La troisième saison de Euphoria de HBO a suscité des réactions négatives importantes, pas nécessairement à cause de sa valeur de choc, mais à cause de la manière dont ce choc est délivré. Un montage récent mettant en vedette le personnage de Sydney Sweeney, Cassie, dans une série de poses de plus en plus vulnérables et hautement sexualisées – allant de manger une glace nue à une scène très controversée impliquant une tétine – est devenu un point d’éclair pour les critiques et les fans.
Bien que la nudité soit une caractéristique de la série depuis ses débuts en 2019, un changement de ton suggère que le créateur Sam Levinson pourrait perdre le contact avec le groupe démographique qui a construit le succès de la série.
De la vulnérabilité à la gratuité
Dans les saisons précédentes, le personnage de Cassie était défini par ses vulnérabilités profondément ancrées. En tant que fille d’un toxicomane et d’un alcoolique, sa recherche désespérée de validation masculine semblait ancrée dans un traumatisme psychologique. Les téléspectateurs pouvaient ignorer la nature provocatrice de la série car la nudité avait un objectif narratif : elle illustrait son instabilité et son besoin d’être vue.
Cependant, la saison 3 semble avoir supprimé cette nuance.
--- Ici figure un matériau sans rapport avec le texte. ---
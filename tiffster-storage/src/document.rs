//! Document cache: the page metadata index and window state of the single
//! active document.
//!
//! The page map is built once per document by walking the container's frame
//! chain. Materialization mutates descriptors' remote references in place;
//! descriptors are never added or removed after indexing. The window state
//! is written only by the reconciler.

use std::collections::BTreeMap;
use std::sync::{Arc, RwLock, RwLockReadGuard, RwLockWriteGuard};

use async_stream::try_stream;
use futures_util::{pin_mut, Stream, StreamExt};
use tiffster_core::{
    page_number_for, DocumentId, ImageDescriptor, IndexError, PageEntry, PageNumber, RemoteRef,
    SequenceIndex, StorageError, TiffsterError, TiffsterResult, WindowState,
};

use crate::stage::LocalStage;
use crate::traits::ContainerDecoder;

#[derive(Debug, Default)]
struct CacheState {
    document_id: Option<DocumentId>,
    pages: BTreeMap<PageNumber, PageEntry>,
    window: WindowState,
}

impl CacheState {
    fn is_active(&self, document_id: &str) -> bool {
        self.document_id.as_deref() == Some(document_id)
    }
}

/// Shared handle to the active document's index and window.
///
/// Cheap to clone; all clones observe the same state.
#[derive(Debug, Clone, Default)]
pub struct DocumentCache {
    inner: Arc<RwLock<CacheState>>,
}

impl DocumentCache {
    pub fn new() -> Self {
        Self::default()
    }

    fn read(&self) -> TiffsterResult<RwLockReadGuard<'_, CacheState>> {
        self.inner
            .read()
            .map_err(|_| TiffsterError::Storage(StorageError::LockPoisoned))
    }

    fn write(&self) -> TiffsterResult<RwLockWriteGuard<'_, CacheState>> {
        self.inner
            .write()
            .map_err(|_| TiffsterError::Storage(StorageError::LockPoisoned))
    }

    // ========================================================================
    // DOCUMENT LIFECYCLE
    // ========================================================================

    /// Make `document_id` the active document.
    ///
    /// A different document replaces all state wholesale. Returns `true` if
    /// the active document changed.
    pub fn activate(&self, document_id: &str) -> TiffsterResult<bool> {
        let mut state = self.write()?;
        if state.is_active(document_id) {
            return Ok(false);
        }

        let previous = state.document_id.replace(document_id.to_string());
        state.pages.clear();
        state.window = WindowState::default();
        tracing::info!(
            document_id,
            previous = previous.as_deref().unwrap_or("-"),
            "Activated document"
        );
        Ok(true)
    }

    pub fn active_document(&self) -> TiffsterResult<Option<DocumentId>> {
        Ok(self.read()?.document_id.clone())
    }

    pub fn is_active(&self, document_id: &str) -> TiffsterResult<bool> {
        Ok(self.read()?.is_active(document_id))
    }

    // ========================================================================
    // INDEXING
    // ========================================================================

    /// Append a descriptor discovered while walking the container.
    ///
    /// `total_pages` tracks the highest page seen so far.
    pub fn append_descriptor(&self, descriptor: ImageDescriptor) -> TiffsterResult<()> {
        let mut state = self.write()?;
        let page = descriptor.page_number;
        state
            .pages
            .entry(page)
            .or_insert_with(|| PageEntry::new(page))
            .push(descriptor);
        state.window.total_pages = Some(page);
        Ok(())
    }

    /// Drop the page map and the page count.
    pub fn clear_index(&self) -> TiffsterResult<()> {
        let mut state = self.write()?;
        state.pages.clear();
        state.window.total_pages = None;
        Ok(())
    }

    /// Build the page map for `document_id` from its container.
    ///
    /// Re-indexing always starts from scratch. On failure the index is left
    /// empty so that no partial map is reused.
    pub async fn index_container<D: ContainerDecoder>(
        &self,
        document_id: &str,
        decoder: &D,
        stage: &LocalStage,
        frames_per_page: u32,
    ) -> TiffsterResult<usize> {
        self.clear_index()?;

        match self
            .walk_into_index(document_id, decoder, stage, frames_per_page)
            .await
        {
            Ok(count) => {
                let total_pages = self.total_pages()?;
                tracing::info!(document_id, frames = count, ?total_pages, "Indexed container");
                Ok(count)
            }
            Err(e) => {
                tracing::error!(document_id, error = %e, "Indexing failed, index cleared");
                self.clear_index()?;
                Err(e)
            }
        }
    }

    async fn walk_into_index<D: ContainerDecoder>(
        &self,
        document_id: &str,
        decoder: &D,
        stage: &LocalStage,
        frames_per_page: u32,
    ) -> TiffsterResult<usize> {
        let path = stage.container_path(document_id);
        let handle = decoder.open(&path).await?;

        let descriptors = walk_container(decoder, &handle, stage, document_id, frames_per_page);
        pin_mut!(descriptors);

        let mut count = 0;
        while let Some(descriptor) = descriptors.next().await {
            self.append_descriptor(descriptor?)?;
            count += 1;
        }
        Ok(count)
    }

    // ========================================================================
    // READ SURFACE
    // ========================================================================

    pub fn page(&self, page: PageNumber) -> TiffsterResult<Option<PageEntry>> {
        Ok(self.read()?.pages.get(&page).cloned())
    }

    pub fn is_indexed(&self, page: PageNumber) -> TiffsterResult<bool> {
        Ok(self.read()?.pages.contains_key(&page))
    }

    pub fn window_state(&self) -> TiffsterResult<WindowState> {
        Ok(self.read()?.window.clone())
    }

    pub fn current_page(&self) -> TiffsterResult<Option<PageNumber>> {
        Ok(self.read()?.window.current_page)
    }

    pub fn current_window(&self) -> TiffsterResult<Option<Vec<PageNumber>>> {
        Ok(self.read()?.window.current_window.clone())
    }

    /// Highest page indexed so far; final only once indexing has completed.
    pub fn total_pages(&self) -> TiffsterResult<Option<PageNumber>> {
        Ok(self.read()?.window.total_pages)
    }

    /// Descriptors of every requested page, in page then sequence order.
    ///
    /// Fails with `NotIndexed` on the first page missing from the map.
    pub fn descriptors_for(&self, pages: &[PageNumber]) -> TiffsterResult<Vec<ImageDescriptor>> {
        let state = self.read()?;
        let mut descriptors = Vec::new();
        for page in pages {
            let entry = state
                .pages
                .get(page)
                .ok_or(IndexError::NotIndexed { page: *page })?;
            descriptors.extend(entry.descriptors.iter().cloned());
        }
        Ok(descriptors)
    }

    /// Like [`descriptors_for`](Self::descriptors_for) but skips pages that
    /// are not indexed.
    pub fn existing_descriptors(&self, pages: &[PageNumber]) -> TiffsterResult<Vec<ImageDescriptor>> {
        let state = self.read()?;
        Ok(pages
            .iter()
            .filter_map(|page| state.pages.get(page))
            .flat_map(|entry| entry.descriptors.iter().cloned())
            .collect())
    }

    // ========================================================================
    // MUTATIONS
    // ========================================================================

    /// Record (or clear) the remote mirror of one descriptor.
    ///
    /// Ignored if `document_id` is no longer active. Returns whether the
    /// descriptor was updated.
    pub fn record_remote_ref(
        &self,
        document_id: &str,
        page: PageNumber,
        sequence_index: SequenceIndex,
        remote_ref: Option<RemoteRef>,
    ) -> TiffsterResult<bool> {
        let mut state = self.write()?;
        if !state.is_active(document_id) {
            return Ok(false);
        }
        let Some(descriptor) = state
            .pages
            .get_mut(&page)
            .and_then(|entry| entry.descriptor_mut(sequence_index))
        else {
            return Ok(false);
        };
        descriptor.remote_ref = remote_ref;
        Ok(true)
    }

    /// Commit a reconciled window.
    ///
    /// Returns `false` without writing if another document became active in
    /// the meantime.
    pub fn commit_window(
        &self,
        document_id: &str,
        page: PageNumber,
        window: Vec<PageNumber>,
    ) -> TiffsterResult<bool> {
        let mut state = self.write()?;
        if !state.is_active(document_id) {
            return Ok(false);
        }
        state.window.commit(page, window);
        Ok(true)
    }
}

/// Lazily walk a container's frame chain, yielding one descriptor per frame.
///
/// Sequence indices start at 1 in chain order. The stream is consumed once;
/// walking again decodes the chain from the start.
pub fn walk_container<'a, D: ContainerDecoder>(
    decoder: &'a D,
    handle: &'a D::Handle,
    stage: &'a LocalStage,
    document_id: &'a str,
    frames_per_page: u32,
) -> impl Stream<Item = TiffsterResult<ImageDescriptor>> + Send + 'a {
    try_stream! {
        let mut next = decoder.first_entry_offset(handle).await?;
        let mut sequence_index: SequenceIndex = 0;

        while let Some(offset) = next {
            let entry = decoder.read_entry_at(handle, offset).await?;
            sequence_index += 1;
            let page = page_number_for(sequence_index, frames_per_page);
            let local_path = stage.frame_path(document_id, page, sequence_index);

            tracing::trace!(document_id, sequence_index, page, %offset, width = entry.width, height = entry.height, "Indexed frame");
            yield ImageDescriptor::new(offset, sequence_index, page, local_path);

            next = entry.next;
        }
    }
}

#[cfg(test)]
mod tests {
    use super::*;
    use std::path::PathBuf;
    use tiffster_core::FrameOffset;

    fn descriptor(sequence_index: SequenceIndex) -> ImageDescriptor {
        let page = page_number_for(sequence_index, 3);
        ImageDescriptor::new(
            FrameOffset(sequence_index as u64),
            sequence_index,
            page,
            PathBuf::from(format!("doc_{}_{}.jpg", page, sequence_index)),
        )
    }

    fn indexed(frames: SequenceIndex) -> DocumentCache {
        let cache = DocumentCache::new();
        cache.activate("doc").unwrap();
        for i in 1..=frames {
            cache.append_descriptor(descriptor(i)).unwrap();
        }
        cache
    }

    #[test]
    fn test_append_tracks_best_known_total() {
        let cache = DocumentCache::new();
        cache.activate("doc").unwrap();
        assert_eq!(cache.total_pages().unwrap(), None);

        cache.append_descriptor(descriptor(1)).unwrap();
        assert_eq!(cache.total_pages().unwrap(), Some(1));

        for i in 2..=4 {
            cache.append_descriptor(descriptor(i)).unwrap();
        }
        assert_eq!(cache.total_pages().unwrap(), Some(2));
        assert_eq!(cache.page(1).unwrap().unwrap().descriptors.len(), 3);
        assert_eq!(cache.page(2).unwrap().unwrap().descriptors.len(), 1);
    }

    #[test]
    fn test_activate_replaces_state_wholesale() {
        let cache = indexed(9);
        assert!(cache.commit_window("doc", 2, vec![1, 2, 3]).unwrap());

        assert!(!cache.activate("doc").unwrap());
        assert!(cache.is_indexed(1).unwrap());

        assert!(cache.activate("other").unwrap());
        assert_eq!(cache.active_document().unwrap().as_deref(), Some("other"));
        assert!(!cache.is_indexed(1).unwrap());
        assert_eq!(cache.window_state().unwrap(), WindowState::default());
    }

    #[test]
    fn test_descriptors_for_requires_every_page() {
        let cache = indexed(6);
        assert_eq!(cache.descriptors_for(&[1, 2]).unwrap().len(), 6);

        let err = cache.descriptors_for(&[2, 3]).unwrap_err();
        assert!(err.is_not_indexed());

        let existing = cache.existing_descriptors(&[2, 3]).unwrap();
        assert_eq!(existing.len(), 3);
        assert!(existing.iter().all(|d| d.page_number == 2));
    }

    #[test]
    fn test_record_remote_ref_only_for_active_document() {
        let cache = indexed(3);
        let reference = RemoteRef::new("fs://doc_1_2.jpg");

        assert!(cache
            .record_remote_ref("doc", 1, 2, Some(reference.clone()))
            .unwrap());
        let entry = cache.page(1).unwrap().unwrap();
        assert_eq!(entry.descriptors[1].remote_ref, Some(reference.clone()));

        assert!(!cache.record_remote_ref("stale", 1, 3, Some(reference.clone())).unwrap());
        assert!(!cache.record_remote_ref("doc", 1, 9, Some(reference)).unwrap());
        assert!(cache.page(1).unwrap().unwrap().descriptors[2].remote_ref.is_none());
    }

    #[test]
    fn test_commit_window_rejects_superseded_document() {
        let cache = indexed(9);
        cache.activate("other").unwrap();

        assert!(!cache.commit_window("doc", 2, vec![1, 2, 3]).unwrap());
        assert_eq!(cache.current_window().unwrap(), None);

        assert!(cache.commit_window("other", 1, vec![1, 2, 3]).unwrap());
        assert_eq!(cache.current_page().unwrap(), Some(1));
    }

    #[test]
    fn test_clear_index_keeps_committed_window() {
        let cache = indexed(9);
        cache.commit_window("doc", 2, vec![1, 2, 3]).unwrap();
        cache.clear_index().unwrap();

        assert!(!cache.is_indexed(1).unwrap());
        assert_eq!(cache.total_pages().unwrap(), None);
        assert_eq!(cache.current_window().unwrap(), Some(vec![1, 2, 3]));
    }
}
Les scènes récentes ressemblent moins à des études de personnages qu’à une collection de moments humiliants et voyeuristes. Cela a conduit à un sentiment croissant de « lassitude du spectateur », où la fréquence et la nature graphique de la nudité semblent déconnectées de la narration réelle.
Un paysage culturel en mutation
La réaction contre Euphoria ne se produit pas dans le vide. Il existe un écart grandissant entre la direction créative de la série et l’évolution des valeurs de la génération Z :
- Changer les attitudes à l’égard du sexe : Des données récentes suggèrent que la génération Z se livre à moins d’activités sexuelles que les générations précédentes.
- Désir de substance plutôt que de traumatisme : Une étude de 2023 de l’UCLA a révélé qu’une majorité d’adolescents et de jeunes adultes ont exprimé le désir de voir moins de sexe et de traumatismes représentés à la télévision.
- Le « regard masculin » contre la sensualité : Des comparaisons sont de plus en plus établies entre Euphoria et d’autres drames récents comme Heated Rivalry. Alors que ce dernier utilise la nudité pour dépeindre une intimité consensuelle et sensuelle pour les protagonistes masculins et féminins, Euphoria est critiqué pour son « regard moqueur » qui se concentre fortement sur l’exploitation de ses personnages féminins.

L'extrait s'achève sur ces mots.